Who will suffer most from inflation?
His research also contradicts narratives related to inflationary impact on various income levels: “The thing that’s really important is you’re also seeing it manifest in different income scales, and you’re not really seeing it manifest really at the lower income scales – which is contrary to the narrative because you would think inflation hurts the lowest-income consumer the most. But that’s not really what we’re seeing. What we’re seeing is the uptick in consumer credit growth is fairly benign and fairly similar to what we saw from 2018 to 2019.”
According to his research, from Q1 2021 to Q3 2022, the change in net worth was positive across all income percentiles, with the growth strongest among lower-income households. During this same period, assets rose at a faster pace than overall borrowing. Over the past six quarters, consumer debt rose slower than 2018/2019 which was a time of far less worry about consumer balance sheets.
Prevailing narratives – read news reports – don’t take the purchase of cars (and, to a lesser extent boats and tractors) into account, he noted. “Even with the growth in consumer credit, there’s been an equal and larger growth in consumer durable assets. The reason that’s important is that that’s mainly cars. It really means that when consumers are taking out debt today, it’s to buy something like a car.
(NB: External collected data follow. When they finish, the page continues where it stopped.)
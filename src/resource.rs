//! Tri-state envelope for network-backed values shown in the UI.

use crate::error::RemoteError;

/// In-flight, loaded, or failed value.
#[derive(Clone, Debug, Default, PartialEq)]
pub enum Resource<T> {
    /// Request dispatched, no answer yet.
    #[default]
    Loading,
    /// Request finished with data.
    Success(T),
    /// Request failed; message is user-facing.
    Error(String),
}

impl<T> Resource<T> {
    /// Terminal state for a finished request.
    pub fn from_result(r: Result<T, RemoteError>) -> Self {
        match r {
            Ok(v) => Resource::Success(v),
            Err(e) => Resource::Error(e.message),
        }
    }

    pub fn is_loading(&self) -> bool {
        matches!(self, Resource::Loading)
    }

    /// Loaded data, if any.
    pub fn data(&self) -> Option<&T> {
        match self {
            Resource::Success(v) => Some(v),
            _ => None,
        }
    }

    /// Error message, if any.
    pub fn error(&self) -> Option<&str> {
        match self {
            Resource::Error(e) => Some(e),
            _ => None,
        }
    }
}

impl<T> Resource<Vec<T>> {
    /// Loaded items, empty while loading or after a failure.
    pub fn items(&self) -> &[T] {
        match self {
            Resource::Success(v) => v,
            _ => &[],
        }
    }
}
//! 画面遷移用のUI状態と画面種別。

/// TUIで現在表示中の画面。
#[derive(Clone, Copy, Debug, PartialEq, Eq)]
pub enum Screen {
    /// ログイン画面。
    Login,
    /// 配送一覧画面。
    Deliveries,
    /// 選択配送の詳細画面。
    Detail,
    /// 配送作成ウィザード画面。
    Wizard,
    /// 配送ごとのチャット画面。
    Chat,
    /// 商品カタログ管理画面（スーパーバイザーのみ）。
    Products,
}

/// 描画側と共有するUI状態。
#[derive(Clone, Debug)]
pub struct UiState {
    /// 現在の画面。
    pub screen: Screen,
    /// 一覧の選択行。
    pub selected: usize,
    /// 詳細画面で選択中の写真。
    pub selected_photo: usize,
    /// ウィザードで選択中の行（写真・住所欄・商品）。
    pub wizard_cursor: usize,
    /// 商品管理画面の選択行。
    pub selected_product: usize,
    /// 右側パネルに表示するログ。
    pub log: Vec<String>,
    /// 画面下部のステータス文言。
    pub status: String,
    /// エラーメッセージ（強調表示用）。
    pub error: Option<String>,
}

impl UiState {
    pub fn new(screen: Screen) -> Self {
        Self {
            screen,
            selected: 0,
            selected_photo: 0,
            wizard_cursor: 0,
            selected_product: 0,
            log: vec![],
            status: "Ready".into(),
            error: None,
        }
    }
}
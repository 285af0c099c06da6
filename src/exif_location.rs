//! EXIF metadata extraction for selected photos.
//!
//! Location tags are only reliable on the original image. Edited or
//! re-encoded copies usually lose them, so the original is always tried
//! first and the processed copy is read only when the original cannot be
//! opened or parsed.

use exif::{Exif, In, Reader, Tag, Value};
use std::{fs::File, io::BufReader, path::Path};

/// Metadata pulled from a photo; every field is optional.
#[derive(Clone, Debug, Default, PartialEq)]
pub struct ExifData {
    pub latitude: Option<f64>,
    pub longitude: Option<f64>,
    /// `DateTimeOriginal`, or `DateTime` when the former is absent.
    pub date_time: Option<String>,
}

impl ExifData {
    /// Coordinates when both parts are present.
    pub fn location(&self) -> Option<(f64, f64)> {
        Some((self.latitude?, self.longitude?))
    }
}

/// Read metadata from `original`, falling back to `processed` when the
/// original is not accessible. Missing metadata is not an error.
pub fn extract_exif_data(original: &Path, processed: Option<&Path>) -> ExifData {
    let exif = match read_exif(original) {
        Ok(e) => Some(e),
        Err(e) => {
            tracing::debug!("exif read failed for {}: {e}", original.display());
            processed.and_then(|p| read_exif(p).ok())
        }
    };
    exif.map(|e| data_from_exif(&e)).unwrap_or_default()
}

fn read_exif(path: &Path) -> Result<Exif, exif::Error> {
    let file = File::open(path)?;
    let mut reader = BufReader::new(file);
    Reader::new().read_from_container(&mut reader)
}

fn data_from_exif(exif: &Exif) -> ExifData {
    let latitude = coordinate(exif, Tag::GPSLatitude, Tag::GPSLatitudeRef, b'S');
    let longitude = coordinate(exif, Tag::GPSLongitude, Tag::GPSLongitudeRef, b'W');
    let date_time = ascii(exif, Tag::DateTimeOriginal).or_else(|| ascii(exif, Tag::DateTime));
    ExifData {
        latitude,
        longitude,
        date_time,
    }
}

/// Degrees/minutes/seconds rationals to signed decimal degrees.
fn coordinate(exif: &Exif, tag: Tag, ref_tag: Tag, negative_ref: u8) -> Option<f64> {
    let field = exif.get_field(tag, In::PRIMARY)?;
    let Value::Rational(ref parts) = field.value else {
        return None;
    };
    if parts.is_empty() {
        return None;
    }
    let mut degrees = 0.0;
    for (i, r) in parts.iter().take(3).enumerate() {
        if r.denom == 0 {
            return None;
        }
        degrees += r.to_f64() / 60f64.powi(i as i32);
    }

    let negative = exif
        .get_field(ref_tag, In::PRIMARY)
        .and_then(|f| match &f.value {
            Value::Ascii(v) => v.first().and_then(|s| s.first().copied()),
            _ => None,
        })
        .is_some_and(|c| c.eq_ignore_ascii_case(&negative_ref));
    Some(if negative { -degrees } else { degrees })
}

fn ascii(exif: &Exif, tag: Tag) -> Option<String> {
    let field = exif.get_field(tag, In::PRIMARY)?;
    match &field.value {
        Value::Ascii(v) => v
            .first()
            .map(|s| String::from_utf8_lossy(s).trim().to_string())
            .filter(|s| !s.is_empty()),
        _ => None,
    }
}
It’s not to load up the credit card,” he said of consumers. “Even as their liabilities are growing, their assets are growing at such a larger rate that their net worth is really growing.”
Is there a great recession coming in 2023?
Then there’s the granddaddy of them all – the “next Great Recession” narrative. “Instead of worrying about ‘the next 2008’, we should address a tangible concern – the housing shortage and inaccessible mortgage market,” Verkhoglyad said. “We are in the midst of a decade-long critical shortage of housing,” he noted. “We’re no longer asking if there’s a shortage but debating how many millions short we are.”
The global financial crisis, he said, "left a permanent imprint on the US financial system, creating a vacuum of financing options for a significant portion of households,” (referencing global turmoil marked by a period of extreme stress in global financial markets and banking systems between mid-2007 and early 2009). “Part of the problem was a lack of accessible and reliable data, but robust and data-driven underwriting can make a substantial difference in the mortgage market.”
In rebuking prevailing narratives, Verkhoglyad said he scoured through his firm’s internal data along with that of the Federal Reserve.